Chapter 7 of RailsSpace refactors the management of the session login-logout feature, presenting 3 methods:

# Method calls:                    # Object:                 
user.login!(session)               # User instance
User.logout!(session, cookies)     # User class
logged_in?                         # controller

This significantly improved the initial version which disseminated in the code accesses to the session internal data structures (although there are still direct accesses to read the user_id, that we will tackle later).

However, there is something a bit odd: the object on which the methods act changes each time: it is an User instance to log in the user, then the User class to log him out, and finally it is the controller (‘self’ is the controller) to verify the log in. Could we have an uniform way to invoke those 3 actions?

Looking inside those methods, it is inmediate to realize that the real object on which the methods act is not user, but session, which belongs to the class CGI::Session (in my machine, file /usr…ruby/1.8/cgi/session.rb). If we only could add methods in there!

But wait: this is Ruby; we can always reopen a class and add functionality! very much like the book did when it reopened the class String to add the beautiful method or_else? (ch 9). Comforted by that thought, we created a file with our session extension in the lib directory (that we will ‘require’ at the top of the application.rb file):

class CGI::Session

  def login!(user)
    self[:user_id] = user.id
  end

  def logout!
    self[:user_id] = nil
  end

  def logged_in?
    not self[:user_id].nil?
  end

end  # CGI::Session

The content of the methods is identical as before (aside from a detail in the logout action regarding the deletion of the long term cookie, that we will perform now in the controller), and the calls are now:

# In class User Controller
  # in login and register actions
  session.login!(@user)       # old: @user.login!(session)

  # in logout action 
  session.logout!             # old: User.logout!(session, ..)
  cookies.delete(:authorization_token)

# In class ApplicationController
  unless session.logged_in?   # old: unless logged_in?
end

[A curious detail: observe how the place of the terms session,login,user exactly reverse in the login! call; of course, as the ‘actor’ is now the session].
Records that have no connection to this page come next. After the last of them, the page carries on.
//! Property tests for package tree digests.

use std::collections::BTreeMap;
use std::path::Path;

use proptest::prelude::*;
use tempfile::tempdir;

use berth::domain::ports::FileSystem;
use berth::domain::value_objects::TreeHasher;
use berth::infrastructure::LocalFs;

fn relative_file() -> impl Strategy<Value = String> {
    let segment = proptest::string::string_regex("[a-z][a-z0-9_]{0,7}").unwrap();
    proptest::collection::vec(segment, 1..=3)
        .prop_map(|segments| format!("{}.py", segments.join("/")))
}

/// Small trees of `.py` files, so no path is both a file and a directory.
fn file_tree() -> impl Strategy<Value = BTreeMap<String, Vec<u8>>> {
    proptest::collection::btree_map(
        relative_file(),
        proptest::collection::vec(any::<u8>(), 0..64),
        1..8,
    )
}

fn materialize(root: &Path, files: &BTreeMap<String, Vec<u8>>, reverse: bool) {
    let fs = LocalFs::new();
    let mut entries: Vec<_> = files.iter().collect();
    if reverse {
        entries.reverse();
    }
    for (rel, content) in entries {
        fs.write(&root.join(rel), content).unwrap();
    }
}

proptest! {
    #![proptest_config(ProptestConfig {
        cases: 48,
        .. ProptestConfig::default()
    })]

    /// PROPERTY: the digest depends on content, not on where the tree lives
    /// or the order files were written.
    #[test]
    fn property_digest_is_location_and_order_independent(files in file_tree()) {
        let a = tempdir().unwrap();
        let b = tempdir().unwrap();
        materialize(a.path(), &files, false);
        materialize(b.path(), &files, true);

        let fs = LocalFs::new();
        prop_assert_eq!(fs.tree_digest(a.path()).unwrap(), fs.tree_digest(b.path()).unwrap());
    }

    /// PROPERTY: the digest equals a hand-built hash over records sorted by
    /// their path strings (`a.py` before `a/b.py`).
    #[test]
    fn property_digest_follows_path_string_order(files in file_tree()) {
        let dir = tempdir().unwrap();
        materialize(dir.path(), &files, false);

        let mut hasher = TreeHasher::new();
        for (rel, content) in &files {
            hasher.add_file(rel, content);
        }

        prop_assert_eq!(LocalFs::new().tree_digest(dir.path()).unwrap(), hasher.finish());
    }

    /// PROPERTY: changing any one file's content changes the digest.
    #[test]
    fn property_digest_detects_modification(
        files in file_tree(),
        pick in any::<prop::sample::Index>(),
    ) {
        let dir = tempdir().unwrap();
        materialize(dir.path(), &files, false);
        let fs = LocalFs::new();
        let before = fs.tree_digest(dir.path()).unwrap();

        let (rel, content) = files.iter().nth(pick.index(files.len())).unwrap();
        let mut changed = content.clone();
        changed.push(0x42);
        fs.write(&dir.path().join(rel), &changed).unwrap();

        prop_assert_ne!(before, fs.tree_digest(dir.path()).unwrap());
    }

    /// PROPERTY: a copied tree hashes the same as its source.
    #[test]
    fn property_copy_preserves_digest(files in file_tree()) {
        let src = tempdir().unwrap();
        let dst = tempdir().unwrap();
        materialize(src.path(), &files, false);

        let fs = LocalFs::new();
        let out = dst.path().join("copy");
        let copied = fs.copy_tree(src.path(), &out).unwrap();

        prop_assert_eq!(copied.len(), files.len());
        prop_assert_eq!(fs.tree_digest(src.path()).unwrap(), fs.tree_digest(&out).unwrap());
    }
}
The same modifications have to be done in the tests. The only place where I left ‘logged_in?’ is in the layout, as it is friendlier in that context (in the application helper, I made that method call session.logged_in?). Finally, I deleted the methods dealing with session from the User model.

We can at this point observe that it would be nice to also centralize all those accesses to the session hash (like ‘User.find(session[:user_id]’) to retrieve the user_id without exposing the session hash. We can of course achieve that adding a method ‘user_id’ to our Session extension.
But, at this point, observing that the ‘login!’ and ‘logout!’ methods are nothing else than getters/setters on the session, we become tempted to simplify things even further:

class Session_Invalid_UserId < Exception; end

class CGI::Session

 # returns current user id in session
 def user_id
   self[:user_id]
 end

 # sets session to given user (or nil)
 def user_id=(value)
   self[:user_id] = 
     case value
     when Fixnum: value
     when User:   value.id
     when nil:    value  
     else
       raise Session_Invalid_UserId, "invalid user_id #{value}"
     end
 end 

 # returns true if there is a session user 
 def user_id?
   self[:user_id] != nil
 end

end  # CGI::Session

The 3 invocations (session.user_id, session.user_id = @user, session.user_id?) can replace not only the calls login!, logout!, logged_in? but also the accesses to retrieve the user id. Notice also that by doing this we can now detect an error when setting the user_id to something else than a number, an user instance, or nil (for logout).

After having replaced all the strings in the app and test files (using global replaces), we reopened our browser and everything worked ok! Alas, the happiness was short-lived, as the attempt to run the test suite failed!

We discovered that the tests do not use the CGI::Session but rather a simulation of it, called ActionController::TestSession, that it is just an access to a hash called ‘data’. We could then repair the problem, by simply adding in our session_ext file an extension to that class:

class ActionController::TestSession

 def user_id; data[:user_id]; end
 def user_id=(value); data[:user_id] = value; end
 def user_id?; data[:user_id] != nil; end

end

And the test suite ran.. fine (phew!).

Perhaps all the above work seems an unnecessary trouble (disclosure: we certainly shared that thought, when the tests failed miserably and we had not idea why!). However, in large projects it is often useful at a certain point to organize all functionalities in the most apt way (as, for some reason, entropy, or what we programmers call ‘disorder/noise’, has a subtle way to take off exponentially in software systems).

Using Ruby, this means identifying the Classes and Objects around which to coalesce functionalities.
What this exercise tried to demonstrate is that even when those classes are not under our control (like the unfamiliar CGI::Session and the unexpected TestSession), Ruby offers us the possibility to reopen those classes and extend their capabilities in the best way that fits our design.